Start of MATERIAL TO PROCESS

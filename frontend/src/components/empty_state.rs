use leptos::*;

/// Placeholder for an empty collection, with an optional call to action.
#[component]
pub fn EmptyState(
    #[prop(into)] title: String,
    #[prop(optional, into)] description: Option<String>,
    #[prop(optional, into)] action_href: Option<String>,
    #[prop(optional, into)] action_label: Option<String>,
    #[prop(optional)] children: Option<Children>,
) -> impl IntoView {
    let action = action_href.map(|href| {
        let label = action_label.unwrap_or_else(|| "Create".to_string());
        view! {
            <a
                href=href
                class="inline-flex items-center rounded-md px-4 py-2 text-sm font-semibold bg-action-primary-bg text-action-primary-text hover:bg-action-primary-bg-hover"
            >
                <i class="fas fa-plus mr-2"></i>
                {label}
            </a>
        }
    });
    view! {
        <div class="text-center py-12 px-4 rounded-lg border-2 border-dashed border-border-strong bg-surface-muted">
            <i class="fas fa-folder-open text-3xl text-fg-muted"></i>
            <h3 class="mt-2 text-sm font-semibold text-fg">{title}</h3>
            {description.map(|desc| view! { <p class="mt-1 text-sm text-fg-muted">{desc}</p> })}
            <div class="mt-4 flex justify-center gap-2">
                {action}
                {children.map(|children| children())}
            </div>
        </div>
    }
}

#[cfg(all(test, not(target_arch = "wasm32")))]
mod host_tests {
    use super::*;
    use crate::test_support::ssr::render_to_string;

    #[test]
    fn empty_state_links_to_create() {
        let html = render_to_string(|| {
            view! {
                <EmptyState
                    title="No projects yet"
                    action_href="/admin/projects/new"
                    action_label="Add Project"
                />
            }
        });
        assert!(html.contains("No projects yet"));
        assert!(html.contains("href=\"/admin/projects/new\""));
        assert!(html.contains("Add Project"));
    }
}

End of MATERIAL TO PROCESS

WHAT IS EXPECTED: Word for word, repeat every record.

OUTPUT:
filename frontend/src/components/empty_state.rs
use leptos::*;

/// Placeholder for an empty collection, with an optional call to action.
#[component]
pub fn EmptyState(
    #[prop(into)] title: String,
    #[prop(optional, into)] description: Option<String>,
    #[prop(optional, into)] action_href: Option<String>,
    #[prop(optional, into)] action_label: Option<String>,
    #[prop(optional)] children: Option<Children>,
) -> impl IntoView {
    let action = action_href.map(|href| {
        let label = action_label.unwrap_or_else(|| "Create".to_string());
        view! {
            <a
                href=href
                class="inline-flex items-center rounded-md px-4 py-2 text-sm font-semibold bg-action-primary-bg text-action-primary-text hover:bg-action-primary-bg-hover"
            >
                <i class="fas fa-plus mr-2"></i>
                {label}
            </a>
        }
    });
    view! {
        <div class="text-center py-12 px-4 rounded-lg border-2 border-dashed border-border-strong bg-surface-muted">
            <i class="fas fa-folder-open text-3xl text-fg-muted"></i>
            <h3 class="mt-2 text-sm font-semibold text-fg">{title}</h3>
            {description.map(|desc| view! { <p class="mt-1 text-sm text-fg-muted">{desc}</p> })}
            <div class="mt-4 flex justify-center gap-2">
                {action}
                {children.map(|children| children())}
            </div>
        </div>
    }
}

#[cfg(all(test, not(target_arch = "wasm32")))]
mod host_tests {
    use super::*;
    use crate::test_support::ssr::render_to_string;

    #[test]
    fn empty_state_links_to_create() {
        let html = render_to_string(|| {
            view! {
                <EmptyState
                    title="No projects yet"
                    action_href="/admin/projects/new"
                    action_label="Add Project"
                />
            }
        });
        assert!(html.contains("No projects yet"));
        assert!(html.contains("href=\"/admin/projects/new\""));
        assert!(html.contains("Add Project"));
    }
}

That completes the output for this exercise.